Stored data
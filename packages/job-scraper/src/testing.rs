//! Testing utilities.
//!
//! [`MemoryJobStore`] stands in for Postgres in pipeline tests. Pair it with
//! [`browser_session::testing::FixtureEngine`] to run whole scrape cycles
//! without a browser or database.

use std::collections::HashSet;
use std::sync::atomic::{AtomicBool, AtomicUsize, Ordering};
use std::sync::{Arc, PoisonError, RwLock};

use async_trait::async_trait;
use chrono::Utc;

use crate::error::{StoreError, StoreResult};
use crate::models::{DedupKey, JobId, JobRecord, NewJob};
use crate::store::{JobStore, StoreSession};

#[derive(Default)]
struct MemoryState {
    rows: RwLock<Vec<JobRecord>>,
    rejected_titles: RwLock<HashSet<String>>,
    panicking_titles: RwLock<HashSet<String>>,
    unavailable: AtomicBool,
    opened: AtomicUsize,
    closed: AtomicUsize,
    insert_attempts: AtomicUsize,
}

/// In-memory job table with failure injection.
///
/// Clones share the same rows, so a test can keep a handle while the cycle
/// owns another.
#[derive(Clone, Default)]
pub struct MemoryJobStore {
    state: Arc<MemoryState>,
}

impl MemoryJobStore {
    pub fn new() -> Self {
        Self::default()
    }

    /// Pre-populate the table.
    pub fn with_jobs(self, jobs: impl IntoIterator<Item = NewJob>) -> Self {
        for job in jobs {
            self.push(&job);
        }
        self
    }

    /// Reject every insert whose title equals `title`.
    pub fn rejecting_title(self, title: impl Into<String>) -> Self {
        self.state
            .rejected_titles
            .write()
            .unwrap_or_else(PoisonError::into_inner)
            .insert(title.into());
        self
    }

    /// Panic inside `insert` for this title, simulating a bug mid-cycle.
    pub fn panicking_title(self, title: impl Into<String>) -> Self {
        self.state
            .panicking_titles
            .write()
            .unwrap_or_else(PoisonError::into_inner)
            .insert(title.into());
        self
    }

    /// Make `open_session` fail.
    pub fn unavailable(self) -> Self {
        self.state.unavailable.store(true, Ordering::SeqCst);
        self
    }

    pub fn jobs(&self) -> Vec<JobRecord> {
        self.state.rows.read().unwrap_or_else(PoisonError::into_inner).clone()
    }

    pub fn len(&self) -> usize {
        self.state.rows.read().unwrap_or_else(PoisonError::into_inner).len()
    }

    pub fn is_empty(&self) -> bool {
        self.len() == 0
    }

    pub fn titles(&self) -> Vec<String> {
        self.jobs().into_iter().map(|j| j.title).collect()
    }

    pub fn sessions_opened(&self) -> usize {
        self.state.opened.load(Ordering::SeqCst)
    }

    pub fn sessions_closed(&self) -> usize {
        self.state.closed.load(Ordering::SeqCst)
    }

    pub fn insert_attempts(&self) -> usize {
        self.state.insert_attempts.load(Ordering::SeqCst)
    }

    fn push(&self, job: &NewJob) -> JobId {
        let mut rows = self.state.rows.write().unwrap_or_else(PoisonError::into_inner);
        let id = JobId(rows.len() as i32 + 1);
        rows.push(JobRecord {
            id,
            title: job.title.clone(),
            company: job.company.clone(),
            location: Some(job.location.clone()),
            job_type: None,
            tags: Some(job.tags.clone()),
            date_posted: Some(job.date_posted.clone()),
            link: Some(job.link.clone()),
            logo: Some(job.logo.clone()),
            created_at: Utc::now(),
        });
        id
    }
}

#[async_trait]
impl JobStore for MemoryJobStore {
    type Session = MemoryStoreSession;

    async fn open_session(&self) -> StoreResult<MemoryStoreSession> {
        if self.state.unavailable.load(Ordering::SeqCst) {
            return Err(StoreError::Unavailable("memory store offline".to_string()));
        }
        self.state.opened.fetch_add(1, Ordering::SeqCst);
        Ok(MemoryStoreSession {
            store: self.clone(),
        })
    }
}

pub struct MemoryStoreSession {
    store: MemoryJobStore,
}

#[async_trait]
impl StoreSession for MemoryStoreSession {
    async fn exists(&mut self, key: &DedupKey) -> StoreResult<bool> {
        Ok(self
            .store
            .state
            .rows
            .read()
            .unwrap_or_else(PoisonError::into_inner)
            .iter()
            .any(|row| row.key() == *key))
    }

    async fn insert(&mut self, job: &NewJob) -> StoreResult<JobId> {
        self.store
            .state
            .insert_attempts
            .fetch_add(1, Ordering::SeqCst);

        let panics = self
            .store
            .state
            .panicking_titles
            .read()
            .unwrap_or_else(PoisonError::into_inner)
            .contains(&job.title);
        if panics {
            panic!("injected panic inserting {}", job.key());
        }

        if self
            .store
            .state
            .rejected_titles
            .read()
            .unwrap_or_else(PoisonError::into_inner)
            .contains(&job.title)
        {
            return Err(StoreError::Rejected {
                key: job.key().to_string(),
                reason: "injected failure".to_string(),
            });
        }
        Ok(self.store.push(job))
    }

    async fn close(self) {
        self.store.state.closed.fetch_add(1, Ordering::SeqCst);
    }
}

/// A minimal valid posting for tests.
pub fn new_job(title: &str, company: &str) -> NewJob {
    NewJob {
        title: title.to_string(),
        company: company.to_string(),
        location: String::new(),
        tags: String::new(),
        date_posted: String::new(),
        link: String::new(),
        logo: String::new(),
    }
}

## Directions for this task
Retype each record exactly, leaving nothing out.

## Result for this task
filename packages/job-scraper/src/testing.rs
//! Testing utilities.
//!
//! [`MemoryJobStore`] stands in for Postgres in pipeline tests. Pair it with
//! [`browser_session::testing::FixtureEngine`] to run whole scrape cycles
//! without a browser or database.

use std::collections::HashSet;
use std::sync::atomic::{AtomicBool, AtomicUsize, Ordering};
use std::sync::{Arc, PoisonError, RwLock};

use async_trait::async_trait;
use chrono::Utc;

use crate::error::{StoreError, StoreResult};
use crate::models::{DedupKey, JobId, JobRecord, NewJob};
use crate::store::{JobStore, StoreSession};

#[derive(Default)]
struct MemoryState {
    rows: RwLock<Vec<JobRecord>>,
    rejected_titles: RwLock<HashSet<String>>,
    panicking_titles: RwLock<HashSet<String>>,
    unavailable: AtomicBool,
    opened: AtomicUsize,
    closed: AtomicUsize,
    insert_attempts: AtomicUsize,
}

/// In-memory job table with failure injection.
///
/// Clones share the same rows, so a test can keep a handle while the cycle
/// owns another.
#[derive(Clone, Default)]
pub struct MemoryJobStore {
    state: Arc<MemoryState>,
}

impl MemoryJobStore {
    pub fn new() -> Self {
        Self::default()
    }

    /// Pre-populate the table.
    pub fn with_jobs(self, jobs: impl IntoIterator<Item = NewJob>) -> Self {
        for job in jobs {
            self.push(&job);
        }
        self
    }

    /// Reject every insert whose title equals `title`.
    pub fn rejecting_title(self, title: impl Into<String>) -> Self {
        self.state
            .rejected_titles
            .write()
            .unwrap_or_else(PoisonError::into_inner)
            .insert(title.into());
        self
    }

    /// Panic inside `insert` for this title, simulating a bug mid-cycle.
    pub fn panicking_title(self, title: impl Into<String>) -> Self {
        self.state
            .panicking_titles
            .write()
            .unwrap_or_else(PoisonError::into_inner)
            .insert(title.into());
        self
    }

    /// Make `open_session` fail.
    pub fn unavailable(self) -> Self {
        self.state.unavailable.store(true, Ordering::SeqCst);
        self
    }

    pub fn jobs(&self) -> Vec<JobRecord> {
        self.state.rows.read().unwrap_or_else(PoisonError::into_inner).clone()
    }

    pub fn len(&self) -> usize {
        self.state.rows.read().unwrap_or_else(PoisonError::into_inner).len()
    }

    pub fn is_empty(&self) -> bool {
        self.len() == 0
    }

    pub fn titles(&self) -> Vec<String> {
        self.jobs().into_iter().map(|j| j.title).collect()
    }

    pub fn sessions_opened(&self) -> usize {
        self.state.opened.load(Ordering::SeqCst)
    }

    pub fn sessions_closed(&self) -> usize {
        self.state.closed.load(Ordering::SeqCst)
    }

    pub fn insert_attempts(&self) -> usize {
        self.state.insert_attempts.load(Ordering::SeqCst)
    }

    fn push(&self, job: &NewJob) -> JobId {
        let mut rows = self.state.rows.write().unwrap_or_else(PoisonError::into_inner);
        let id = JobId(rows.len() as i32 + 1);
        rows.push(JobRecord {
            id,
            title: job.title.clone(),
            company: job.company.clone(),
            location: Some(job.location.clone()),
            job_type: None,
            tags: Some(job.tags.clone()),
            date_posted: Some(job.date_posted.clone()),
            link: Some(job.link.clone()),
            logo: Some(job.logo.clone()),
            created_at: Utc::now(),
        });
        id
    }
}

#[async_trait]
impl JobStore for MemoryJobStore {
    type Session = MemoryStoreSession;

    async fn open_session(&self) -> StoreResult<MemoryStoreSession> {
        if self.state.unavailable.load(Ordering::SeqCst) {
            return Err(StoreError::Unavailable("memory store offline".to_string()));
        }
        self.state.opened.fetch_add(1, Ordering::SeqCst);
        Ok(MemoryStoreSession {
            store: self.clone(),
        })
    }
}

pub struct MemoryStoreSession {
    store: MemoryJobStore,
}

#[async_trait]
impl StoreSession for MemoryStoreSession {
    async fn exists(&mut self, key: &DedupKey) -> StoreResult<bool> {
        Ok(self
            .store
            .state
            .rows
            .read()
            .unwrap_or_else(PoisonError::into_inner)
            .iter()
            .any(|row| row.key() == *key))
    }

    async fn insert(&mut self, job: &NewJob) -> StoreResult<JobId> {
        self.store
            .state
            .insert_attempts
            .fetch_add(1, Ordering::SeqCst);

        let panics = self
            .store
            .state
            .panicking_titles
            .read()
            .unwrap_or_else(PoisonError::into_inner)
            .contains(&job.title);
        if panics {
            panic!("injected panic inserting {}", job.key());
        }

        if self
            .store
            .state
            .rejected_titles
            .read()
            .unwrap_or_else(PoisonError::into_inner)
            .contains(&job.title)
        {
            return Err(StoreError::Rejected {
                key: job.key().to_string(),
                reason: "injected failure".to_string(),
            });
        }
        Ok(self.store.push(job))
    }

    async fn close(self) {
        self.store.state.closed.fetch_add(1, Ordering::SeqCst);
    }
}

/// A minimal valid posting for tests.
pub fn new_job(title: &str, company: &str) -> NewJob {
    NewJob {
        title: title.to_string(),
        company: company.to_string(),
        location: String::new(),
        tags: String::new(),
        date_posted: String::new(),
        link: String::new(),
        logo: String::new(),
    }
}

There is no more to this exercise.